At some point in the life of someone who is no one and nowhere,
he’ll try anything that promises to dull the brain. And
why not? Why should he want to know more about self-loathing
that has no cure, about his life that has become everyone’s
embarrassment? Coming to his rescue, like the endless drones
of Baul or Sufi music that have lightened
the burden of hundreds of millions of India’s dispossessed,
is Rap and its transcendental monotony. It would be self-defeating
if either music were complicated. Its function is as straightforward
as its structure; and every time it plays it asks: Do you have
enough mind or whatever it takes to catch up to that one single
note, that one magical vibration that hovers like a magic carpet
– and lift off and drift away and leave that stinking
world behind you – for as long as you can, for as long
as the music lasts? In the context of human suffering that most
of us cannot begin to fathom, a 3 minute pop tune is a joke,
an insult, a non sequitur.
Despite
the much ballyhooed recombinant high-tech revolutions in fiber-optics,
and unprecedented wealth the world is apparently generating,
in both rich and poor nations the conditions of life are such
that millions upon millions of people are drawn to the properties
that inhere in a single note that repeats over and over again
until the mind goes numb, or slips into a stupor.
Like
an explosion scarred into metal, Rap has become one of the places
where the have-nots gather to register their high-octane confessions
to the world. And where prose and poetry fly off the sustained
note like sparks in the night, the words are the reason and
justification for indulging the music. Through a persistent,
unvaried harmonic that connects the culture of unvaried days
and rappers to each other, Rap culture is serving notice that
there are people out there who exist for numbness which is their
death wish, that they don’t give a damn about themselves
– or us. And every time we don’t hear them the music
plays louder and longer. Eventually something has got to give.

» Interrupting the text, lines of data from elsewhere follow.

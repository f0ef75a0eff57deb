//! Order status state machine.

use serde::{Deserialize, Serialize};

use crate::error::OrderError;

/// The status of an order in its lifecycle.
///
/// Status transitions:
/// ```text
/// Pending ────┬──► Confirmed ──► Delivering ──► Delivered
///             │        │             │
///             └────────┴─────────────┴──► Cancelled
/// ```
///
/// All allowed transitions live in [`OrderStatus::allowed_next`]; no
/// other code path may move an order between statuses.
#[derive(Debug, Clone, Copy, PartialEq, Eq, Hash, Serialize, Deserialize, Default)]
#[serde(rename_all = "lowercase")]
pub enum OrderStatus {
    /// Order has been placed, awaiting admin confirmation.
    #[default]
    Pending,

    /// Admin confirmed the order and bound a delivery agent.
    Confirmed,

    /// The assigned agent is out delivering the order.
    Delivering,

    /// Order has been handed over and payment cleared (terminal).
    Delivered,

    /// Order was cancelled (terminal).
    Cancelled,
}

impl OrderStatus {
    /// The central transition table: statuses reachable from this one.
    pub fn allowed_next(&self) -> &'static [OrderStatus] {
        match self {
            OrderStatus::Pending => &[OrderStatus::Confirmed, OrderStatus::Cancelled],
            OrderStatus::Confirmed => &[OrderStatus::Delivering, OrderStatus::Cancelled],
            OrderStatus::Delivering => &[OrderStatus::Delivered, OrderStatus::Cancelled],
            OrderStatus::Delivered | OrderStatus::Cancelled => &[],
        }
    }

    /// Returns true if `target` is reachable from this status.
    ///
    /// A same-status "transition" is never allowed; duplicate requests
    /// are rejected rather than silently accepted.
    pub fn can_transition_to(&self, target: OrderStatus) -> bool {
        self.allowed_next().contains(&target)
    }

    /// Returns true if a delivery agent can be bound or swapped in this status.
    pub fn is_assignable(&self) -> bool {
        matches!(
            self,
            OrderStatus::Pending | OrderStatus::Confirmed | OrderStatus::Delivering
        )
    }

    /// Returns true if this is a terminal status (no further transitions possible).
    pub fn is_terminal(&self) -> bool {
        matches!(self, OrderStatus::Delivered | OrderStatus::Cancelled)
    }

    /// Returns the status name as it appears on the wire.
    pub fn as_str(&self) -> &'static str {
        match self {
            OrderStatus::Pending => "pending",
            OrderStatus::Confirmed => "confirmed",
            OrderStatus::Delivering => "delivering",
            OrderStatus::Delivered => "delivered",
            OrderStatus::Cancelled => "cancelled",
        }
    }
}

impl std::fmt::Display for OrderStatus {
    fn fmt(&self, f: &mut std::fmt::Formatter<'_>) -> std::fmt::Result {
        write!(f, "{}", self.as_str())
    }
}

impl std::str::FromStr for OrderStatus {
    type Err = OrderError;

    fn from_str(s: &str) -> Result<Self, Self::Err> {
        match s {
            "pending" => Ok(OrderStatus::Pending),
            "confirmed" => Ok(OrderStatus::Confirmed),
            "delivering" => Ok(OrderStatus::Delivering),
            "delivered" => Ok(OrderStatus::Delivered),
            "cancelled" => Ok(OrderStatus::Cancelled),
            other => Err(OrderError::UnknownStatus {
                status: other.to_string(),
            }),
        }
    }
}
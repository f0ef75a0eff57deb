//! API server entry point.

use common::UserId;
use domain::Role;
use lifecycle::UserProfile;
use order_store::{InMemoryOrderStore, OrderStore, PostgresOrderStore};
use tokio::signal;
use tracing_subscriber::EnvFilter;
use tracing_subscriber::layer::SubscriberExt;
use tracing_subscriber::util::SubscriberInitExt;

use api::config::Config;

/// Waits for a shutdown signal (SIGINT or SIGTERM).
async fn shutdown_signal() {
    let ctrl_c = async {
        signal::ctrl_c()
            .await
            .expect("failed to install SIGINT handler");
    };

    #[cfg(unix)]
    let terminate = async {
        signal::unix::signal(signal::unix::SignalKind::terminate())
            .expect("failed to install SIGTERM handler")
            .recv()
            .await;
    };

    #[cfg(not(unix))]
    let terminate = std::future::pending::<()>();

    tokio::select! {
        () = ctrl_c => {
            tracing::info!("received SIGINT, starting graceful shutdown");
        }
        () = terminate => {
            tracing::info!("received SIGTERM, starting graceful shutdown");
        }
    }
}

async fn serve<S: OrderStore + 'static>(store: S, config: Config) {
    let (state, directory, _dispatcher) = api::create_default_state(store);
    seed_demo_users(&directory);

    let prometheus_builder = metrics_exporter_prometheus::PrometheusBuilder::new();
    let metrics_handle = prometheus_builder
        .install_recorder()
        .expect("failed to install Prometheus recorder");

    let app = api::create_app(state, metrics_handle);

    let addr = config.addr();
    tracing::info!(%addr, "starting API server");

    let listener = tokio::net::TcpListener::bind(&addr)
        .await
        .expect("failed to bind address");
    axum::serve(listener, app)
        .with_graceful_shutdown(shutdown_signal())
        .await
        .expect("server error");

    tracing::info!("server shut down gracefully");
}

/// Registers a demo user per role so the API is usable out of the box.
///
/// The production directory is an external collaborator; these stand-ins
/// exist only for local runs against the in-memory wiring.
fn seed_demo_users(directory: &lifecycle::InMemoryUserDirectory) {
    for (name, role) in [
        ("demo-employee", Role::Employee),
        ("demo-delivery", Role::Delivery),
        ("demo-admin", Role::Admin),
    ] {
        let id = UserId::new();
        directory.upsert(UserProfile::new(id, name, role));
        tracing::info!(%id, %role, "seeded demo user");
    }
}

#[tokio::main]
async fn main() {
    let config = Config::from_env();

    tracing_subscriber::registry()
        .with(
            EnvFilter::try_from_default_env()
                .unwrap_or_else(|_| EnvFilter::new(config.log_level.clone())),
        )
        .with(tracing_subscriber::fmt::layer())
        .init();

    match config.database_url.clone() {
        Some(url) => {
            let pool = sqlx::postgres::PgPoolOptions::new()
                .max_connections(10)
                .connect(&url)
                .await
                .expect("failed to connect to Postgres");
            let store = PostgresOrderStore::new(pool);
            store.ensure_schema().await.expect("failed to create schema");
            tracing::info!("using Postgres order store");
            serve(store, config).await;
        }
        None => {
            tracing::info!("DATABASE_URL not set, using in-memory order store");
            serve(InMemoryOrderStore::new(), config).await;
        }
    }
}
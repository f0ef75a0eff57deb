//! User directory trait and in-memory implementation.

use std::collections::HashMap;
use std::sync::{Arc, RwLock};

use async_trait::async_trait;
use common::UserId;
use domain::Role;

/// A user known to the directory.
#[derive(Debug, Clone, PartialEq, Eq)]
pub struct UserProfile {
    pub id: UserId,
    pub name: String,
    pub role: Role,
}

impl UserProfile {
    /// Creates a new user profile.
    pub fn new(id: UserId, name: impl Into<String>, role: Role) -> Self {
        Self {
            id,
            name: name.into(),
            role,
        }
    }
}

/// Trait for resolving user ids to roles.
///
/// The production directory is an external collaborator; the engine
/// only needs lookup.
#[async_trait]
pub trait UserDirectory: Send + Sync {
    /// Resolves a user id, returning `None` for unknown users.
    async fn find(&self, user_id: UserId) -> Option<UserProfile>;
}

/// In-memory user directory for testing and local runs.
#[derive(Debug, Clone, Default)]
pub struct InMemoryUserDirectory {
    users: Arc<RwLock<HashMap<UserId, UserProfile>>>,
}

impl InMemoryUserDirectory {
    /// Creates a new empty in-memory directory.
    pub fn new() -> Self {
        Self::default()
    }

    /// Adds or replaces a user.
    pub fn upsert(&self, profile: UserProfile) {
        if let Ok(mut users) = self.users.write() {
            users.insert(profile.id, profile);
        }
    }

    /// Returns the number of registered users.
    pub fn user_count(&self) -> usize {
        self.users.read().map(|u| u.len()).unwrap_or(0)
    }
}

#[async_trait]
impl UserDirectory for InMemoryUserDirectory {
    async fn find(&self, user_id: UserId) -> Option<UserProfile> {
        self.users.read().ok()?.get(&user_id).cloned()
    }
}
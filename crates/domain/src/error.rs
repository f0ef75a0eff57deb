//! Domain error types.

use thiserror::Error;

/// Errors raised by order construction and field-level validation.
#[derive(Debug, Error)]
pub enum OrderError {
    /// Order has no items.
    #[error("order has no items")]
    EmptyOrder,

    /// Invalid item quantity.
    #[error("invalid quantity: {quantity} (must be at least 1)")]
    InvalidQuantity { quantity: u32 },

    /// Invalid item price.
    #[error("invalid unit price: {cents} cents (must be greater than 0)")]
    InvalidPrice { cents: i64 },

    /// Order totals exceed the representable amount.
    #[error("order amount overflows the representable range")]
    AmountOverflow,

    /// Payment proof reference is empty.
    #[error("payment proof reference must not be empty")]
    EmptyProofReference,

    /// Unknown status name on the wire.
    #[error("unknown order status: {status}")]
    UnknownStatus { status: String },
}
use serde::{Deserialize, Serialize};
use uuid::Uuid;

/// Unique identifier for an order.
///
/// Wraps a UUID to provide type safety and prevent mixing up
/// order IDs with other UUID-based identifiers.
#[derive(Debug, Clone, Copy, PartialEq, Eq, Hash, Serialize, Deserialize)]
#[serde(transparent)]
pub struct OrderId(Uuid);

impl OrderId {
    /// Creates a new random order ID.
    pub fn new() -> Self {
        Self(Uuid::new_v4())
    }

    /// Creates an order ID from an existing UUID.
    pub fn from_uuid(uuid: Uuid) -> Self {
        Self(uuid)
    }

    /// Returns the underlying UUID.
    pub fn as_uuid(&self) -> Uuid {
        self.0
    }
}

impl Default for OrderId {
    fn default() -> Self {
        Self::new()
    }
}

impl std::fmt::Display for OrderId {
    fn fmt(&self, f: &mut std::fmt::Formatter<'_>) -> std::fmt::Result {
        write!(f, "{}", self.0)
    }
}

impl From<Uuid> for OrderId {
    fn from(uuid: Uuid) -> Self {
        Self(uuid)
    }
}

impl From<OrderId> for Uuid {
    fn from(id: OrderId) -> Self {
        id.0
    }
}

/// Unique identifier for a user in the directory.
///
/// Used for customers, delivery staff, and administrators alike; the
/// role attached to a user lives in the user directory, not in the ID.
#[derive(Debug, Clone, Copy, PartialEq, Eq, Hash, Serialize, Deserialize)]
#[serde(transparent)]
pub struct UserId(Uuid);

impl UserId {
    /// Creates a new random user ID.
    pub fn new() -> Self {
        Self(Uuid::new_v4())
    }

    /// Creates a user ID from an existing UUID.
    pub fn from_uuid(uuid: Uuid) -> Self {
        Self(uuid)
    }

    /// Returns the underlying UUID.
    pub fn as_uuid(&self) -> Uuid {
        self.0
    }
}

impl Default for UserId {
    fn default() -> Self {
        Self::new()
    }
}

impl std::fmt::Display for UserId {
    fn fmt(&self, f: &mut std::fmt::Formatter<'_>) -> std::fmt::Result {
        write!(f, "{}", self.0)
    }
}

impl From<Uuid> for UserId {
    fn from(uuid: Uuid) -> Self {
        Self(uuid)
    }
}

impl From<UserId> for Uuid {
    fn from(id: UserId) -> Self {
        id.0
    }
}
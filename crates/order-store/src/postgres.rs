use async_trait::async_trait;
use common::{OrderId, UserId};
use domain::{Order, OrderStatus};
use sqlx::{PgPool, Row, postgres::PgRow};

use crate::{Result, StoreError, store::OrderStore};

/// PostgreSQL-backed order store implementation.
///
/// Each order is stored as one row: the full document as JSONB plus
/// the columns the store filters and guards on (customer, assigned
/// agent, status, creation time). The conditional update compiles to a
/// single `UPDATE ... WHERE id = $1 AND status = $2`, so the
/// read-modify-write guard is enforced by the database.
#[derive(Clone)]
pub struct PostgresOrderStore {
    pool: PgPool,
}

impl PostgresOrderStore {
    /// Creates a new PostgreSQL order store.
    pub fn new(pool: PgPool) -> Self {
        Self { pool }
    }

    /// Gets a reference to the underlying connection pool.
    pub fn pool(&self) -> &PgPool {
        &self.pool
    }

    /// Creates the orders table and its indexes if they do not exist.
    pub async fn ensure_schema(&self) -> Result<()> {
        sqlx::raw_sql(
            r#"
            CREATE TABLE IF NOT EXISTS orders (
                id UUID PRIMARY KEY,
                customer_id UUID NOT NULL,
                delivery_staff UUID,
                status TEXT NOT NULL,
                created_at TIMESTAMPTZ NOT NULL,
                doc JSONB NOT NULL
            );
            CREATE INDEX IF NOT EXISTS idx_orders_customer
                ON orders (customer_id, created_at DESC);
            CREATE INDEX IF NOT EXISTS idx_orders_staff
                ON orders (delivery_staff, created_at DESC);
            CREATE INDEX IF NOT EXISTS idx_orders_status
                ON orders (status);
            "#,
        )
        .execute(&self.pool)
        .await?;
        Ok(())
    }

    fn row_to_order(row: PgRow) -> Result<Order> {
        let doc: serde_json::Value = row.try_get("doc")?;
        Ok(serde_json::from_value(doc)?)
    }

    fn parse_status(order_id: OrderId, status: &str) -> Result<OrderStatus> {
        status.parse().map_err(|_| StoreError::InvalidStatus {
            order_id,
            status: status.to_string(),
        })
    }
}

#[async_trait]
impl OrderStore for PostgresOrderStore {
    async fn insert(&self, order: &Order) -> Result<()> {
        let doc = serde_json::to_value(order)?;

        let result = sqlx::query(
            r#"
            INSERT INTO orders (id, customer_id, delivery_staff, status, created_at, doc)
            VALUES ($1, $2, $3, $4, $5, $6)
            ON CONFLICT (id) DO NOTHING
            "#,
        )
        .bind(order.id().as_uuid())
        .bind(order.customer().as_uuid())
        .bind(order.delivery_staff().map(|s| s.as_uuid()))
        .bind(order.status().as_str())
        .bind(order.created_at())
        .bind(doc)
        .execute(&self.pool)
        .await?;

        if result.rows_affected() == 0 {
            return Err(StoreError::AlreadyExists(order.id()));
        }
        Ok(())
    }

    async fn get(&self, order_id: OrderId) -> Result<Order> {
        let row: Option<PgRow> = sqlx::query("SELECT doc FROM orders WHERE id = $1")
            .bind(order_id.as_uuid())
            .fetch_optional(&self.pool)
            .await?;

        match row {
            Some(row) => Self::row_to_order(row),
            None => Err(StoreError::NotFound(order_id)),
        }
    }

    async fn update_expecting(&self, order: &Order, expected: OrderStatus) -> Result<()> {
        let doc = serde_json::to_value(order)?;

        let result = sqlx::query(
            r#"
            UPDATE orders
            SET delivery_staff = $3, status = $4, doc = $5
            WHERE id = $1 AND status = $2
            "#,
        )
        .bind(order.id().as_uuid())
        .bind(expected.as_str())
        .bind(order.delivery_staff().map(|s| s.as_uuid()))
        .bind(order.status().as_str())
        .bind(doc)
        .execute(&self.pool)
        .await?;

        if result.rows_affected() == 1 {
            return Ok(());
        }

        // The guard did not match; find out why.
        let actual: Option<String> = sqlx::query_scalar("SELECT status FROM orders WHERE id = $1")
            .bind(order.id().as_uuid())
            .fetch_optional(&self.pool)
            .await?;

        match actual {
            Some(status) => Err(StoreError::Conflict {
                order_id: order.id(),
                expected,
                actual: Self::parse_status(order.id(), &status)?,
            }),
            None => Err(StoreError::NotFound(order.id())),
        }
    }

    async fn list(&self) -> Result<Vec<Order>> {
        let rows = sqlx::query("SELECT doc FROM orders ORDER BY created_at DESC")
            .fetch_all(&self.pool)
            .await?;

        rows.into_iter().map(Self::row_to_order).collect()
    }

    async fn list_for_customer(&self, customer: UserId) -> Result<Vec<Order>> {
        let rows = sqlx::query(
            "SELECT doc FROM orders WHERE customer_id = $1 ORDER BY created_at DESC",
        )
        .bind(customer.as_uuid())
        .fetch_all(&self.pool)
        .await?;

        rows.into_iter().map(Self::row_to_order).collect()
    }

    async fn list_for_staff(&self, staff: UserId) -> Result<Vec<Order>> {
        let rows = sqlx::query(
            "SELECT doc FROM orders WHERE delivery_staff = $1 ORDER BY created_at DESC",
        )
        .bind(staff.as_uuid())
        .fetch_all(&self.pool)
        .await?;

        rows.into_iter().map(Self::row_to_order).collect()
    }
}
use std::collections::HashMap;
use std::sync::Arc;

use async_trait::async_trait;
use common::{OrderId, UserId};
use domain::{Order, OrderStatus};
use tokio::sync::RwLock;

use crate::{
    Result, StoreError,
    store::OrderStore,
};

/// In-memory order store implementation for testing and local runs.
///
/// This implementation keeps all orders in memory and provides the
/// same interface and conflict semantics as the PostgreSQL
/// implementation.
#[derive(Clone, Default)]
pub struct InMemoryOrderStore {
    orders: Arc<RwLock<HashMap<OrderId, Order>>>,
}

impl InMemoryOrderStore {
    /// Creates a new empty in-memory order store.
    pub fn new() -> Self {
        Self::default()
    }

    /// Returns the total number of orders stored.
    pub async fn order_count(&self) -> usize {
        self.orders.read().await.len()
    }

    /// Clears all orders.
    pub async fn clear(&self) {
        self.orders.write().await.clear();
    }
}

fn newest_first(orders: &mut [Order]) {
    orders.sort_by(|a, b| b.created_at().cmp(&a.created_at()));
}

#[async_trait]
impl OrderStore for InMemoryOrderStore {
    async fn insert(&self, order: &Order) -> Result<()> {
        let mut orders = self.orders.write().await;
        if orders.contains_key(&order.id()) {
            return Err(StoreError::AlreadyExists(order.id()));
        }
        orders.insert(order.id(), order.clone());
        Ok(())
    }

    async fn get(&self, order_id: OrderId) -> Result<Order> {
        let orders = self.orders.read().await;
        orders
            .get(&order_id)
            .cloned()
            .ok_or(StoreError::NotFound(order_id))
    }

    async fn update_expecting(&self, order: &Order, expected: OrderStatus) -> Result<()> {
        let mut orders = self.orders.write().await;
        let stored = orders
            .get_mut(&order.id())
            .ok_or(StoreError::NotFound(order.id()))?;

        if stored.status() != expected {
            return Err(StoreError::Conflict {
                order_id: order.id(),
                expected,
                actual: stored.status(),
            });
        }

        *stored = order.clone();
        Ok(())
    }

    async fn list(&self) -> Result<Vec<Order>> {
        let orders = self.orders.read().await;
        let mut all: Vec<_> = orders.values().cloned().collect();
        newest_first(&mut all);
        Ok(all)
    }

    async fn list_for_customer(&self, customer: UserId) -> Result<Vec<Order>> {
        let orders = self.orders.read().await;
        let mut matching: Vec<_> = orders
            .values()
            .filter(|o| o.customer() == customer)
            .cloned()
            .collect();
        newest_first(&mut matching);
        Ok(matching)
    }

    async fn list_for_staff(&self, staff: UserId) -> Result<Vec<Order>> {
        let orders = self.orders.read().await;
        let mut matching: Vec<_> = orders
            .values()
            .filter(|o| o.delivery_staff() == Some(staff))
            .cloned()
            .collect();
        newest_first(&mut matching);
        Ok(matching)
    }
}

#[cfg(test)]
mod tests {
    use super::*;
    use domain::{Money, OrderItem, PaymentMethod, Role};

    fn place_test_order() -> Order {
        let items = vec![OrderItem::new("DISH-001", "Veg Thali", 1, Money::from_cents(1000))];
        Order::place(UserId::new(), items, PaymentMethod::Cod).unwrap()
    }

    #[tokio::test]
    async fn insert_and_get() {
        let store = InMemoryOrderStore::new();
        let order = place_test_order();

        store.insert(&order).await.unwrap();

        let fetched = store.get(order.id()).await.unwrap();
        assert_eq!(fetched.id(), order.id());
        assert_eq!(fetched.status(), OrderStatus::Pending);
        assert_eq!(store.order_count().await, 1);
    }

    #[tokio::test]
    async fn insert_duplicate_rejected() {
        let store = InMemoryOrderStore::new();
        let order = place_test_order();

        store.insert(&order).await.unwrap();
        let result = store.insert(&order).await;
        assert!(matches!(result, Err(StoreError::AlreadyExists(_))));
    }

    #[tokio::test]
    async fn get_missing_order() {
        let store = InMemoryOrderStore::new();
        let result = store.get(OrderId::new()).await;
        assert!(matches!(result, Err(StoreError::NotFound(_))));
    }

    #[tokio::test]
    async fn conditional_update_succeeds_on_matching_status() {
        let store = InMemoryOrderStore::new();
        let mut order = place_test_order();
        store.insert(&order).await.unwrap();

        order.confirm_with_staff(UserId::new(), Role::Admin, None);
        store
            .update_expecting(&order, OrderStatus::Pending)
            .await
            .unwrap();

        let fetched = store.get(order.id()).await.unwrap();
        assert_eq!(fetched.status(), OrderStatus::Confirmed);
        assert_eq!(fetched.status_history().len(), 2);
    }

    #[tokio::test]
    async fn conditional_update_conflicts_on_stale_status() {
        let store = InMemoryOrderStore::new();
        let order = place_test_order();
        store.insert(&order).await.unwrap();

        // Another writer confirms first
        let mut winner = order.clone();
        winner.confirm_with_staff(UserId::new(), Role::Admin, None);
        store
            .update_expecting(&winner, OrderStatus::Pending)
            .await
            .unwrap();

        // The stale writer still expects pending
        let mut loser = order.clone();
        loser.confirm_with_staff(UserId::new(), Role::Admin, None);
        let result = store.update_expecting(&loser, OrderStatus::Pending).await;

        match result {
            Err(StoreError::Conflict {
                expected, actual, ..
            }) => {
                assert_eq!(expected, OrderStatus::Pending);
                assert_eq!(actual, OrderStatus::Confirmed);
            }
            other => panic!("expected conflict, got {other:?}"),
        }
    }

    #[tokio::test]
    async fn update_missing_order() {
        let store = InMemoryOrderStore::new();
        let order = place_test_order();
        let result = store.update_expecting(&order, OrderStatus::Pending).await;
        assert!(matches!(result, Err(StoreError::NotFound(_))));
    }

    #[tokio::test]
    async fn list_for_customer_filters() {
        let store = InMemoryOrderStore::new();
        let order_a = place_test_order();
        let order_b = place_test_order();
        store.insert(&order_a).await.unwrap();
        store.insert(&order_b).await.unwrap();

        let mine = store.list_for_customer(order_a.customer()).await.unwrap();
        assert_eq!(mine.len(), 1);
        assert_eq!(mine[0].id(), order_a.id());

        let all = store.list().await.unwrap();
        assert_eq!(all.len(), 2);
    }

    #[tokio::test]
    async fn list_for_staff_filters() {
        let store = InMemoryOrderStore::new();
        let staff = UserId::new();

        let mut assigned = place_test_order();
        store.insert(&assigned).await.unwrap();
        assigned.confirm_with_staff(staff, Role::Admin, None);
        store
            .update_expecting(&assigned, OrderStatus::Pending)
            .await
            .unwrap();

        let unassigned = place_test_order();
        store.insert(&unassigned).await.unwrap();

        let theirs = store.list_for_staff(staff).await.unwrap();
        assert_eq!(theirs.len(), 1);
        assert_eq!(theirs[0].id(), assigned.id());
    }
}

And what gives gets on the 6 o’clock news.
rap be a baby born hooked on crack
its future just as bleak
as its sorry-assed past
breathing red, white and blue
puking brown-green goo
got rings on his fingers
and he’s captive in a zoo
swing low, swing high
sing lucy in the sky
with diamonds, rubies,
autumn apple pie
golden times, end times,
tribulation, new york times
rap be a baby with a monkey on its back
drowning in its blood on fire with smack
boyz club, girlz club
livin’ for your next slug
hot tub, ‘hood pub
where to cop a rub-a-dub
the unrevolted masses
with a finger up their asses
boot up, log in
choose a password and a pin
click this, click that
satisfy their mac attack
rap be bleak
rap be sleek
rap be a carcass tossed to the street …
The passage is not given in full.